RF upcast to f32 for certain ops (layernorm, attention, etc) (bf16/f16)

Open albertz opened this issue 5 months ago • 1 comments

RF doesn't do any special logic to upcast to f32 when the input is f16 or bf16 or so (e.g. via Torch AMP) for modules like LayerNorm. But maybe it should.

Of course, we should not just change the behavior. This should be an option. And maybe a new behavior version which changes the default of the option.

Note, one simple test whether any of this has an effect at all is to train without AMP, just using f32. If there is no difference, then none of this here has an effect.

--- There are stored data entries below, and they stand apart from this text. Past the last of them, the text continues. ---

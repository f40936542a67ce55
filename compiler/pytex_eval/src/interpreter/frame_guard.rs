//! RAII frame switching for calls and comprehensions.
//!
//! [`Interpreter::enter`] swaps in a new [`Frame`] and returns a guard that
//! derefs to the interpreter. Dropping the guard puts the caller's frame
//! back and releases the call-depth slot, on every exit path.

use std::ops::{Deref, DerefMut};

use super::{Frame, Interpreter, MAX_CALL_DEPTH};
use crate::errors::{recursion_limit, EvalResult};

pub(crate) struct FrameGuard<'guard> {
    interpreter: &'guard mut Interpreter,
    saved: Option<Frame>,
}

impl Drop for FrameGuard<'_> {
    fn drop(&mut self) {
        if let Some(frame) = self.saved.take() {
            self.interpreter.frame = frame;
        }
        self.interpreter.depth -= 1;
    }
}

impl Deref for FrameGuard<'_> {
    type Target = Interpreter;

    fn deref(&self) -> &Self::Target {
        self.interpreter
    }
}

impl DerefMut for FrameGuard<'_> {
    fn deref_mut(&mut self) -> &mut Self::Target {
        self.interpreter
    }
}

impl Interpreter {
    /// Make `frame` current until the returned guard drops.
    ///
    /// Fails with `RecursionError` once [`MAX_CALL_DEPTH`] frames are active.
    pub(crate) fn enter(&mut self, frame: Frame) -> EvalResult<FrameGuard<'_>> {
        if self.depth >= MAX_CALL_DEPTH {
            return Err(recursion_limit());
        }
        self.depth += 1;
        let saved = std::mem::replace(&mut self.frame, frame);
        Ok(FrameGuard {
            interpreter: self,
            saved: Some(saved),
        })
    }
}
use pretty_assertions::assert_eq;

use super::*;

fn name(n: &str) -> Target {
    Target::Name(n.to_owned(), Span::DUMMY)
}

fn int(value: i64) -> Expr {
    Expr::new(ExprKind::Int(value), Span::DUMMY)
}

fn stmt(kind: StmtKind) -> Stmt {
    Stmt::new(kind, Span::DUMMY)
}

fn param(n: &str) -> Param {
    Param {
        name: n.to_owned(),
        default: None,
        span: Span::DUMMY,
    }
}

#[test]
fn params_and_assignments_are_local() {
    let body = vec![
        stmt(StmtKind::Assign {
            targets: vec![Target::Tuple(vec![name("a"), name("b")], Span::DUMMY)],
            value: int(1),
        }),
        stmt(StmtKind::For {
            target: name("i"),
            iter: int(0),
            body: vec![stmt(StmtKind::AugAssign {
                target: name("total"),
                op: BinaryOp::Add,
                value: int(1),
            })],
            orelse: vec![],
        }),
    ];
    let def = FunctionDef::new("f".into(), vec![param("x")], body, Span::DUMMY);
    assert_eq!(def.locals(), ["a", "b", "i", "total", "x"]);
    assert!(def.is_local("total"));
    assert!(!def.is_local("print"));
}

#[test]
fn global_declarations_are_not_local() {
    let body = vec![
        stmt(StmtKind::Global(vec!["counter".into()])),
        stmt(StmtKind::AugAssign {
            target: name("counter"),
            op: BinaryOp::Add,
            value: int(1),
        }),
    ];
    let def = FunctionDef::new("bump".into(), vec![], body, Span::DUMMY);
    assert!(def.locals().is_empty());
    assert!(def.is_global("counter"));
}

#[test]
fn nested_def_binds_only_its_name() {
    let inner = FunctionDef::new(
        "inner".into(),
        vec![],
        vec![stmt(StmtKind::Assign {
            targets: vec![name("hidden")],
            value: int(2),
        })],
        Span::DUMMY,
    );
    let body = vec![stmt(StmtKind::FunctionDef(Rc::new(inner)))];
    let def = FunctionDef::new("outer".into(), vec![], body, Span::DUMMY);
    assert_eq!(def.locals(), ["inner"]);
}

#[test]
fn import_binds_first_component_or_alias() {
    let plain = ImportName {
        path: "os.path".into(),
        alias: None,
        span: Span::DUMMY,
    };
    let aliased = ImportName {
        path: "math".into(),
        alias: Some("m".into()),
        span: Span::DUMMY,
    };
    assert_eq!(plain.bound_name(), "os");
    assert_eq!(aliased.bound_name(), "m");
}

#[test]
fn except_names_are_local() {
    let body = vec![stmt(StmtKind::Try {
        body: vec![stmt(StmtKind::Pass)],
        handlers: vec![ExceptHandler {
            kind: None,
            name: Some("err".into()),
            body: vec![],
            span: Span::DUMMY,
        }],
        orelse: vec![],
        finalbody: vec![],
    })];
    let def = FunctionDef::new("f".into(), vec![], body, Span::DUMMY);
    assert_eq!(def.locals(), ["err"]);
}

See also what others are doing:

https://unsloth.ai/blog/gemma-bugs

Note, the behavior has changed in more recent versions of PyTorch for some of the PyTorch modules (e.g. torch.nn.LayerNorm, changed in 2.6 or so?).

Examples of LayerNorm, RMSNorm casting to f32:

HF Transformers Llama4
PyTorch itself in more recent versions.
Torchtune RMSNorm (used for Llama and many others)
Torchtune Gemma2 (includes also the mult with scale as f32)
https://github.com/pytorch/pytorch/issues/66707
https://github.com/pytorch/pytorch/issues/72643#issuecomment-2113682073
https://github.com/unslothai/unsloth/blob/main/unsloth/kernels/rms_layernorm.py#L108
https://github.com/manuelciosici/transformers/commit/9bc465304a76b52bc904f1805ad64b0c3d87e69a
https://x.com/hsu_byron/status/1827072742291861975
https://github.com/huggingface/transformers/issues/30236
https://github.com/pytorch/pytorch/pull/66920
https://github.com/huggingface/transformers/issues/33133

Examples of rotary embedding (RoPE) casting to f32:

HF Transformers Llama4

Examples of attention casting to f32:

(Torchtune uses Torch scaled_dot_product_attention or Torch flex_attention)
Llama3, only for the softmax
PyTorch scaled_dot_product_attention (I think...)
PyTorch FlexAttention (I think...)
Torchtune T5
Torchtune Gemma2

Examples of attention (intentionally) leaving the orig type:

HF Transformers Llama4 "llama4 doesn't cast attn weights to fp32"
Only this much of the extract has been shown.